#### [Required action]
Copy out each line of the listing that has the word "annotate" in it.

#### [Stored data]

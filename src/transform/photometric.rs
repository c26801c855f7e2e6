//! Parameter records for the photometric transformation family. None of
//! these change canvas dimensions, so none of them appear in a
//! `TrackingRecord`'s geometry list.

use serde::{Deserialize, Serialize};

#[derive(Clone, Copy, Debug, PartialEq, Serialize, Deserialize)]
pub struct BrightnessParams {
    /// Engine-facing multiplicative factor, already bridged from a
    /// UI-facing percentage in `[-50, +50]` by `registry::bridge`.
    pub factor: f64,
}

#[derive(Clone, Copy, Debug, PartialEq, Serialize, Deserialize)]
pub struct ContrastParams {
    pub factor: f64,
}

#[derive(Clone, Copy, Debug, PartialEq, Serialize, Deserialize)]
pub struct BlurParams {
    pub radius: f64,
}

#[derive(Clone, Copy, Debug, PartialEq, Serialize, Deserialize)]
pub struct NoiseParams {
    /// Standard deviation of additive Gaussian noise, in `0..=255` pixel
    /// units.
    pub amount: f64,
}

#[derive(Clone, Copy, Debug, PartialEq, Serialize, Deserialize)]
pub struct HueParams {
    /// Degrees of hue rotation.
    pub shift_degrees: f64,
}

#[derive(Clone, Copy, Debug, PartialEq, Serialize, Deserialize)]
pub struct SaturationParams {
    pub factor: f64,
}

#[derive(Clone, Copy, Debug, PartialEq, Serialize, Deserialize)]
pub struct GammaParams {
    pub gamma: f64,
}

#[derive(Clone, Copy, Debug, PartialEq, Serialize, Deserialize)]
pub struct ClaheParams {
    pub clip_limit: f64,
    pub tile_grid_size: u32,
}

#[derive(Clone, Copy, Debug, PartialEq, Serialize, Deserialize)]
pub struct CutoutParams {
    pub num_holes: u32,
    /// Fraction of the shorter canvas edge used as each hole's side length.
    pub hole_size_pct: f64,
}

#[derive(Clone, Copy, Debug, PartialEq, Serialize, Deserialize)]
pub struct ColorJitterParams {
    pub brightness: f64,
    pub contrast: f64,
    pub saturation: f64,
    pub hue: f64,
}

#[derive(Clone, Copy, Debug, PartialEq, Eq, Default, Serialize, Deserialize)]
pub struct GrayscaleParams;

#[derive(Clone, Copy, Debug, PartialEq, Eq, Default, Serialize, Deserialize)]
pub struct EqualizeParams;
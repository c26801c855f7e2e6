//! Shared value types from the data model: images, splits,
//! annotations, and the canvas/tracking values that flow between
//! `engine::render` and `annotate`.

use serde::{Deserialize, Serialize};

/// Which split an image belongs to within the release.
#[derive(Clone, Copy, Debug, PartialEq, Eq, Hash, Serialize, Deserialize)]
#[serde(rename_all = "lowercase")]
pub enum Split {
    Train,
    Val,
    Test,
}

impl Split {
    pub fn as_str(self) -> &'static str {
        match self {
            Split::Train => "train",
            Split::Val => "val",
            Split::Test => "test",
        }
    }
}

/// An immutable source image record, read from the external project store.
#[derive(Clone, Debug)]
pub struct SourceImage {
    pub id: String,
    pub file_path: String,
    pub width: u32,
    pub height: u32,
    pub split: Split,
    pub dataset_id: String,
}

/// A pixel-space axis-aligned bounding box annotation.
///
/// Invariant: `x_min < x_max` and `y_min < y_max`.
#[derive(Clone, Debug, PartialEq)]
pub struct BoundingBox {
    pub x_min: f64,
    pub y_min: f64,
    pub x_max: f64,
    pub y_max: f64,
    pub class_name: String,
    pub class_id: u32,
    pub confidence: f64,
}

impl BoundingBox {
    pub fn width(&self) -> f64 {
        self.x_max - self.x_min
    }

    pub fn height(&self) -> f64 {
        self.y_max - self.y_min
    }

    pub fn is_valid(&self) -> bool {
        self.x_min < self.x_max && self.y_min < self.y_max
    }
}

/// A pixel-space polygon (segmentation ring), at least 3 points. Rings are
/// assumed simple; self-intersection is not modeled.
#[derive(Clone, Debug, PartialEq)]
pub struct Polygon {
    pub points: Vec<(f64, f64)>,
    pub class_name: String,
    pub class_id: u32,
    pub confidence: f64,
}

/// One of the two annotation shapes the core transports.
#[derive(Clone, Debug, PartialEq)]
pub enum Annotation {
    Bbox(BoundingBox),
    Polygon(Polygon),
}

impl Annotation {
    pub fn class_name(&self) -> &str {
        match self {
            Annotation::Bbox(b) => &b.class_name,
            Annotation::Polygon(p) => &p.class_name,
        }
    }
}

/// The dimensions of a rendered pixel canvas. Always strictly positive.
#[derive(Clone, Copy, Debug, PartialEq, Eq)]
pub struct CanvasDims {
    pub width: u32,
    pub height: u32,
}

impl CanvasDims {
    pub fn new(width: u32, height: u32) -> Self {
        debug_assert!(width > 0 && height > 0, "canvas dims must be positive");
        Self { width, height }
    }

    pub fn as_f64(self) -> (f64, f64) {
        (self.width as f64, self.height as f64)
    }
}
//! Small numeric helpers shared by `engine::render` and `annotate`. Both
//! must round letterbox/crop offsets identically or boxes drift by
//! +-1px — this module is the single place that rounding rule lives.

/// Round-half-to-even (banker's rounding), the rounding rule used
/// consistently for letterbox and center-crop offsets.
pub fn round_half_even(x: f64) -> f64 {
    let floor = x.floor();
    let diff = x - floor;
    if diff < 0.5 {
        floor
    } else if diff > 0.5 {
        floor + 1.0
    } else if (floor as i64) % 2 == 0 {
        floor
    } else {
        floor + 1.0
    }
}

/// True when every coordinate is finite; non-finite arithmetic anywhere
/// in a geometric step fails the variant with `geometry_numerical`.
pub fn finite2(x: f64, y: f64) -> bool {
    x.is_finite() && y.is_finite()
}

#[cfg(test)]
mod tests {
    use super::*;

    #[test]
    fn ties_round_to_even() {
        assert_eq!(round_half_even(0.5), 0.0);
        assert_eq!(round_half_even(1.5), 2.0);
        assert_eq!(round_half_even(2.5), 2.0);
        assert_eq!(round_half_even(-0.5), 0.0);
        assert_eq!(round_half_even(-1.5), -2.0);
    }

    #[test]
    fn non_ties_round_normally() {
        assert_eq!(round_half_even(0.3), 0.0);
        assert_eq!(round_half_even(0.7), 1.0);
        assert_eq!(round_half_even(-0.3), -0.0);
    }
}
//! Per-tool pixel ops for the photometric family. None of these touch
//! canvas dimensions, so `engine::render` applies them
//! directly to the working buffer without ever flushing a pending matrix
//! warp for their sake — only a geometric op forces a flush.

use image::{imageops, Rgb, RgbImage};
use rand::{Rng, SeedableRng};
use rand_chacha::ChaCha8Rng;

use crate::error::Result;
use crate::plan::variant_seed;
use crate::transform::Transformation;

fn seeded_rng(image_id: &str, variant_index: u32, salt: u64) -> ChaCha8Rng {
    ChaCha8Rng::seed_from_u64(variant_seed(image_id, variant_index) ^ salt)
}

fn clamp_u8(v: f64) -> u8 {
    v.round().clamp(0.0, 255.0) as u8
}

fn rgb_to_hsv(p: Rgb<u8>) -> (f64, f64, f64) {
    let (r, g, b) = (p.0[0] as f64 / 255.0, p.0[1] as f64 / 255.0, p.0[2] as f64 / 255.0);
    let max = r.max(g).max(b);
    let min = r.min(g).min(b);
    let delta = max - min;
    let h = if delta < 1e-9 {
        0.0
    } else if max == r {
        60.0 * (((g - b) / delta).rem_euclid(6.0))
    } else if max == g {
        60.0 * ((b - r) / delta + 2.0)
    } else {
        60.0 * ((r - g) / delta + 4.0)
    };
    let s = if max < 1e-9 { 0.0 } else { delta / max };
    (h, s, max)
}

fn hsv_to_rgb(h: f64, s: f64, v: f64) -> Rgb<u8> {
    let h = h.rem_euclid(360.0);
    let c = v * s;
    let x = c * (1.0 - ((h / 60.0).rem_euclid(2.0) - 1.0).abs());
    let m = v - c;
    let (r1, g1, b1) = match (h / 60.0) as u32 {
        0 => (c, x, 0.0),
        1 => (x, c, 0.0),
        2 => (0.0, c, x),
        3 => (0.0, x, c),
        4 => (x, 0.0, c),
        _ => (c, 0.0, x),
    };
    Rgb([clamp_u8((r1 + m) * 255.0), clamp_u8((g1 + m) * 255.0), clamp_u8((b1 + m) * 255.0)])
}

fn for_each_pixel(img: &mut RgbImage, mut f: impl FnMut(Rgb<u8>) -> Rgb<u8>) {
    for p in img.pixels_mut() {
        *p = f(*p);
    }
}

fn histogram_equalize_channel(counts: &[u32; 256], total: u32) -> [u8; 256] {
    let mut cdf = [0u32; 256];
    let mut running = 0u32;
    for i in 0..256 {
        running += counts[i];
        cdf[i] = running;
    }
    let cdf_min = cdf.iter().copied().find(|&c| c > 0).unwrap_or(0);
    let mut lut = [0u8; 256];
    if total <= cdf_min {
        for i in 0..256 {
            lut[i] = i as u8;
        }
        return lut;
    }
    for i in 0..256 {
        let numer = (cdf[i].saturating_sub(cdf_min)) as f64 * 255.0;
        let denom = (total - cdf_min) as f64;
        lut[i] = (numer / denom).round().clamp(0.0, 255.0) as u8;
    }
    lut
}

/// Applies one photometric op to `img` in place.
pub fn apply(img: &mut RgbImage, op: &Transformation, image_id: &str, variant_index: u32) -> Result<()> {
    match op {
        Transformation::Brightness(p) => {
            let factor = 1.0 + p.factor;
            for_each_pixel(img, |px| {
                Rgb([
                    clamp_u8(px.0[0] as f64 * factor),
                    clamp_u8(px.0[1] as f64 * factor),
                    clamp_u8(px.0[2] as f64 * factor),
                ])
            });
        }
        Transformation::Contrast(p) => {
            let factor = 1.0 + p.factor;
            for_each_pixel(img, |px| {
                Rgb([
                    clamp_u8((px.0[0] as f64 - 128.0) * factor + 128.0),
                    clamp_u8((px.0[1] as f64 - 128.0) * factor + 128.0),
                    clamp_u8((px.0[2] as f64 - 128.0) * factor + 128.0),
                ])
            });
        }
        Transformation::Blur(p) => {
            if p.radius > 0.0 {
                *img = imageops::blur(img, p.radius as f32);
            }
        }
        Transformation::Noise(p) => {
            // Additive Gaussian noise seeded per (image, variant) so reruns
            // are byte-identical.
            let mut rng = seeded_rng(image_id, variant_index, 0x6e6f_6973); // "nois"
            for_each_pixel(img, |px| {
                let mut channel = |v: u8| {
                    let n: f64 = rng.gen_range(-1.0..=1.0) * p.amount;
                    clamp_u8(v as f64 + n)
                };
                Rgb([channel(px.0[0]), channel(px.0[1]), channel(px.0[2])])
            });
        }
        Transformation::Hue(p) => {
            for_each_pixel(img, |px| {
                let (h, s, v) = rgb_to_hsv(px);
                hsv_to_rgb(h + p.shift_degrees, s, v)
            });
        }
        Transformation::Saturation(p) => {
            for_each_pixel(img, |px| {
                let (h, s, v) = rgb_to_hsv(px);
                hsv_to_rgb(h, (s * p.factor).clamp(0.0, 1.0), v)
            });
        }
        Transformation::Gamma(p) => {
            let inv_gamma = 1.0 / p.gamma.max(1e-6);
            let lut: Vec<u8> = (0..256)
                .map(|v| clamp_u8(255.0 * (v as f64 / 255.0).powf(inv_gamma)))
                .collect();
            for_each_pixel(img, |px| Rgb([lut[px.0[0] as usize], lut[px.0[1] as usize], lut[px.0[2] as usize]]));
        }
        Transformation::Clahe(p) => apply_clahe(img, p.clip_limit, p.tile_grid_size),
        Transformation::Cutout(p) => apply_cutout(img, p.num_holes, p.hole_size_pct, image_id, variant_index),
        Transformation::ColorJitter(p) => {
            let mut rng = seeded_rng(image_id, variant_index, 0x6a69_7474); // "jitt"
            let b: f64 = rng.gen_range(-p.brightness..=p.brightness) / 100.0;
            let c: f64 = rng.gen_range(-p.contrast..=p.contrast) / 100.0;
            let s: f64 = 1.0 + rng.gen_range(-p.saturation..=p.saturation) / 100.0;
            let h: f64 = rng.gen_range(-p.hue..=p.hue);
            for_each_pixel(img, |px| {
                let bright = Rgb([
                    clamp_u8(px.0[0] as f64 * (1.0 + b)),
                    clamp_u8(px.0[1] as f64 * (1.0 + b)),
                    clamp_u8(px.0[2] as f64 * (1.0 + b)),
                ]);
                let cont = Rgb([
                    clamp_u8((bright.0[0] as f64 - 128.0) * (1.0 + c) + 128.0),
                    clamp_u8((bright.0[1] as f64 - 128.0) * (1.0 + c) + 128.0),
                    clamp_u8((bright.0[2] as f64 - 128.0) * (1.0 + c) + 128.0),
                ]);
                let (hh, ss, vv) = rgb_to_hsv(cont);
                hsv_to_rgb(hh + h, (ss * s).clamp(0.0, 1.0), vv)
            });
        }
        Transformation::Grayscale(_) => {
            for_each_pixel(img, |px| {
                let y = 0.299 * px.0[0] as f64 + 0.587 * px.0[1] as f64 + 0.114 * px.0[2] as f64;
                let y = clamp_u8(y);
                Rgb([y, y, y])
            });
        }
        Transformation::Equalize(_) => apply_equalize(img),
        other => {
            return Err(crate::error::ReleaseError::ConfigInvalid(format!(
                "{:?} is not a photometric op",
                other.type_tag()
            )))
        }
    }
    Ok(())
}

/// Approximate CLAHE: per-tile histogram equalization of the HSV value
/// channel with clip-limit redistribution, tile boundaries left unblended.
/// A full bilinear-interpolated CLAHE is more work than this crate's
/// `tile_grid_size` knob is worth; documented as an approximation.
fn apply_clahe(img: &mut RgbImage, clip_limit: f64, tile_grid_size: u32) {
    let (w, h) = img.dimensions();
    let tiles = tile_grid_size.max(1);
    let tile_w = (w / tiles).max(1);
    let tile_h = (h / tiles).max(1);

    for ty in (0..h).step_by(tile_h as usize) {
        for tx in (0..w).step_by(tile_w as usize) {
            let x_end = (tx + tile_w).min(w);
            let y_end = (ty + tile_h).min(h);
            let mut counts = [0u32; 256];
            let mut total = 0u32;
            for y in ty..y_end {
                for x in tx..x_end {
                    let (_, _, v) = rgb_to_hsv(*img.get_pixel(x, y));
                    counts[clamp_u8(v * 255.0) as usize] += 1;
                    total += 1;
                }
            }
            if total == 0 {
                continue;
            }
            let avg = total as f64 / 256.0;
            let limit = (clip_limit.max(1.0) * avg).round() as u32;
            let mut excess = 0u32;
            for c in counts.iter_mut() {
                if *c > limit {
                    excess += *c - limit;
                    *c = limit;
                }
            }
            let redistribute = excess / 256;
            for c in counts.iter_mut() {
                *c += redistribute;
            }
            let lut = histogram_equalize_channel(&counts, total);

            for y in ty..y_end {
                for x in tx..x_end {
                    let px = *img.get_pixel(x, y);
                    let (hh, ss, vv) = rgb_to_hsv(px);
                    let new_v = lut[clamp_u8(vv * 255.0) as usize] as f64 / 255.0;
                    img.put_pixel(x, y, hsv_to_rgb(hh, ss, new_v));
                }
            }
        }
    }
}

fn apply_equalize(img: &mut RgbImage) {
    let (w, h) = img.dimensions();
    let total = (w * h).max(1);
    let mut counts = [0u32; 256];
    for px in img.pixels() {
        let (_, _, v) = rgb_to_hsv(*px);
        counts[clamp_u8(v * 255.0) as usize] += 1;
    }
    let lut = histogram_equalize_channel(&counts, total);
    for_each_pixel(img, |px| {
        let (h, s, v) = rgb_to_hsv(px);
        hsv_to_rgb(h, s, lut[clamp_u8(v * 255.0) as usize] as f64 / 255.0)
    });
}

fn apply_cutout(img: &mut RgbImage, num_holes: u32, hole_size_pct: f64, image_id: &str, variant_index: u32) {
    let (w, h) = img.dimensions();
    let side = (w.min(h) as f64 * hole_size_pct).round().max(1.0) as u32;
    let mut rng = seeded_rng(image_id, variant_index, 0x6375_746f); // "cuto"
    for _ in 0..num_holes {
        let x0 = rng.gen_range(0..=w.saturating_sub(1).max(0));
        let y0 = rng.gen_range(0..=h.saturating_sub(1).max(0));
        let x_end = (x0 + side).min(w);
        let y_end = (y0 + side).min(h);
        for y in y0..y_end {
            for x in x0..x_end {
                img.put_pixel(x, y, Rgb([0, 0, 0]));
            }
        }
    }
}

#### [Solution for this problem]
//! `engine::render` and `annotate`.
//! Small numeric helpers shared by `engine::render` and `annotate`. Both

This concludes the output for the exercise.